Authors: Susanna Gregory
Tags: #Mystery, #Historical, #blt, #rt, #Cambridge, #England, #Medieval, #Clergy
Left alone, Bartholomew walked back to the river, listening to its faint gurgle and the hiss of the breeze through the nearby willows. Bats flitted in and out of the branches,
hunting down insects that lived near the water, and somewhere an owl hooted, to be answered by another in the distance.
‘Death seems to follow you around, Bartholomew.’ Bartholomew jumped at the proximity of Hamon’s voice. ‘It is a curious trait for one who claims to heal the sick.’
Bartholomew studied him hard, trying to ascertain whether he was injured or sore from a recent tussle over Unwin’s grave. Or whether he had a bruise on his face from the violently hurled coffin ring. But it was too dark to tell, and Hamon’s step appeared steady enough. He seemed about to add something else, but Tuddenham called him, and the younger knight strode away to add his contribution to the indignant clamour of voices in the churchyard, as Michael explained where Norys had been found. After a while, Michael escaped and came to sit next to Bartholomew on the river bank.

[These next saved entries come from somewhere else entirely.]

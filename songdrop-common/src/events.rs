//! Event types for the songdrop event system
//!
//! Provides shared event definitions and the EventBus used to push submission
//! progress to connected browsers.

use serde::{Deserialize, Serialize};
use std::fmt;
use tokio::sync::broadcast;
use uuid::Uuid;

/// One of the two file selections a submission carries
#[derive(Debug, Clone, Copy, PartialEq, Eq, Hash, Serialize, Deserialize)]
#[serde(rename_all = "lowercase")]
pub enum FileSlot {
    Song,
    Cover,
}

impl FileSlot {
    pub const ALL: [FileSlot; 2] = [FileSlot::Cover, FileSlot::Song];

    pub fn as_str(&self) -> &'static str {
        match self {
            FileSlot::Song => "song",
            FileSlot::Cover => "cover",
        }
    }
}

impl fmt::Display for FileSlot {
    fn fmt(&self, f: &mut fmt::Formatter<'_>) -> fmt::Result {
        f.write_str(self.as_str())
    }
}

impl std::str::FromStr for FileSlot {
    type Err = String;

    fn from_str(s: &str) -> Result<Self, Self::Err> {
        match s {
            "song" => Ok(FileSlot::Song),
            "cover" => Ok(FileSlot::Cover),
            other => Err(format!("Unknown file slot: {}", other)),
        }
    }
}

/// Submission state machine
///
/// `Idle → Inserting → Uploading → Patching → {Done | Failed}`.
/// There is no transition out of a terminal state.
#[derive(Debug, Clone, Copy, PartialEq, Eq, Serialize, Deserialize)]
#[serde(rename_all = "SCREAMING_SNAKE_CASE")]
pub enum SubmissionPhase {
    Idle,
    Inserting,
    Uploading,
    Patching,
    Done,
    Failed,
}

impl SubmissionPhase {
    pub fn is_terminal(&self) -> bool {
        matches!(self, SubmissionPhase::Done | SubmissionPhase::Failed)
    }
}

/// songdrop event types
///
/// Broadcast via EventBus and serialized for SSE transmission.
#[derive(Debug, Clone, Serialize, Deserialize)]
#[serde(tag = "type")]
pub enum SongdropEvent {
    /// Submission accepted and about to insert the row
    SubmissionStarted {
        submission_id: Uuid,
        title: String,
        timestamp: chrono::DateTime<chrono::Utc>,
    },

    /// Sequencer moved to a new phase
    SubmissionPhaseChanged {
        submission_id: Uuid,
        phase: SubmissionPhase,
        timestamp: chrono::DateTime<chrono::Utc>,
    },

    /// Fraction of one file transferred so far
    UploadProgress {
        submission_id: Uuid,
        slot: FileSlot,
        /// 0-100
        percent: u8,
    },

    /// Row inserted, uploads attempted, row patched
    SubmissionCompleted {
        submission_id: Uuid,
        row_id: i64,
        song_url: Option<String>,
        cover_url: Option<String>,
        /// Slots whose upload did not complete
        failed_uploads: Vec<FileSlot>,
        timestamp: chrono::DateTime<chrono::Utc>,
    },

    /// Submission aborted (insert failure, patch failure, missing file)
    SubmissionFailed {
        submission_id: Uuid,
        error: String,
        timestamp: chrono::DateTime<chrono::Utc>,
    },

    /// Form returned to its initial state
    FormReset {
        timestamp: chrono::DateTime<chrono::Utc>,
    },
}

impl SongdropEvent {
    /// SSE `event:` name
    pub fn event_type(&self) -> &'static str {
        match self {
            SongdropEvent::SubmissionStarted { .. } => "SubmissionStarted",
            SongdropEvent::SubmissionPhaseChanged { .. } => "SubmissionPhaseChanged",
            SongdropEvent::UploadProgress { .. } => "UploadProgress",
            SongdropEvent::SubmissionCompleted { .. } => "SubmissionCompleted",
            SongdropEvent::SubmissionFailed { .. } => "SubmissionFailed",
            SongdropEvent::FormReset { .. } => "FormReset",
        }
    }
}

/// Broadcast bus for [`SongdropEvent`]s
#[derive(Clone)]
pub struct EventBus {
    tx: broadcast::Sender<SongdropEvent>,
    capacity: usize,
}

impl EventBus {
    /// Creates a new EventBus with specified channel capacity
    ///
    /// Slow subscribers lose the oldest events once `capacity` is exceeded.
    pub fn new(capacity: usize) -> Self {
        let (tx, _) = broadcast::channel(capacity);
        Self { tx, capacity }
    }

    /// Subscribe to all future events
    pub fn subscribe(&self) -> broadcast::Receiver<SongdropEvent> {
        self.tx.subscribe()
    }

    /// Emit an event to all subscribers
    ///
    /// Returns `Err` if no subscribers are listening.
    #[allow(clippy::result_large_err)]
    pub fn emit(
        &self,
        event: SongdropEvent,
    ) -> Result<usize, broadcast::error::SendError<SongdropEvent>> {
        self.tx.send(event)
    }

    /// Emit an event, ignoring if no subscribers are listening
    pub fn emit_lossy(&self, event: SongdropEvent) {
        let _ = self.tx.send(event);
    }

    pub fn subscriber_count(&self) -> usize {
        self.tx.receiver_count()
    }

    pub fn capacity(&self) -> usize {
        self.capacity
    }
}

#[cfg(test)]
mod tests {
    use super::*;

    #[test]
    fn test_file_slot_round_trip_str() {
        for slot in FileSlot::ALL {
            assert_eq!(slot.as_str().parse::<FileSlot>().unwrap(), slot);
        }
        assert!("lyrics".parse::<FileSlot>().is_err());
    }

    #[test]
    fn test_terminal_phases() {
        assert!(SubmissionPhase::Done.is_terminal());
        assert!(SubmissionPhase::Failed.is_terminal());
        assert!(!SubmissionPhase::Idle.is_terminal());
        assert!(!SubmissionPhase::Uploading.is_terminal());
    }

    #[test]
    fn test_event_serialization_is_tagged() {
        let event = SongdropEvent::UploadProgress {
            submission_id: Uuid::new_v4(),
            slot: FileSlot::Cover,
            percent: 42,
        };
        let json = serde_json::to_value(&event).unwrap();
        assert_eq!(json["type"], "UploadProgress");
        assert_eq!(json["slot"], "cover");
        assert_eq!(json["percent"], 42);
        assert_eq!(event.event_type(), "UploadProgress");
    }

    #[tokio::test]
    async fn test_event_bus_delivers_to_subscriber() {
        let bus = EventBus::new(10);
        let mut rx = bus.subscribe();
        assert_eq!(bus.subscriber_count(), 1);

        bus.emit(SongdropEvent::FormReset {
            timestamp: chrono::Utc::now(),
        })
        .unwrap();

        let received = rx.recv().await.unwrap();
        assert_eq!(received.event_type(), "FormReset");
    }

    #[test]
    fn test_emit_without_subscribers() {
        let bus = EventBus::new(10);
        let event = SongdropEvent::FormReset {
            timestamp: chrono::Utc::now(),
        };
        assert!(bus.emit(event.clone()).is_err());
        bus.emit_lossy(event);
        assert_eq!(bus.capacity(), 10);
    }
}
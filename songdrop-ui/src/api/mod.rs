//! HTTP API handlers for songdrop-ui

pub mod auth;
pub mod buildinfo;
pub mod form;
pub mod health;
pub mod sse;
pub mod submit;
pub mod ui;

pub use auth::auth_routes;
pub use buildinfo::get_build_info;
pub use form::form_routes;
pub use health::health_routes;
pub use sse::event_stream;
pub use submit::submit_routes;
pub use ui::ui_routes;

‘Your support would have been nice,’ he said reproachfully. ‘Tuddenham and his clan asked questions that made me wonder whether they suspect
me
of killing Norys and burying him in Unwin’s grave.’
‘Well, you have always been somewhat fanatical about the fact that Norys was Unwin’s killer,’ said Bartholomew tiredly. ‘What do you expect them to think?’
‘But I am not a killer myself,’ Michael pointed out indignantly. ‘I am a man of God, who has taken a vow to forswear violence wherever possible.’
‘“Wherever possible”?’ echoed Bartholomew, laughing softly. ‘Do the Benedictines put such convenient clauses in their vows, then? Have you sworn to avoid physical relations with women “unless the occasion arises”, or live a life free of material possessions “unless they happen to be available”?’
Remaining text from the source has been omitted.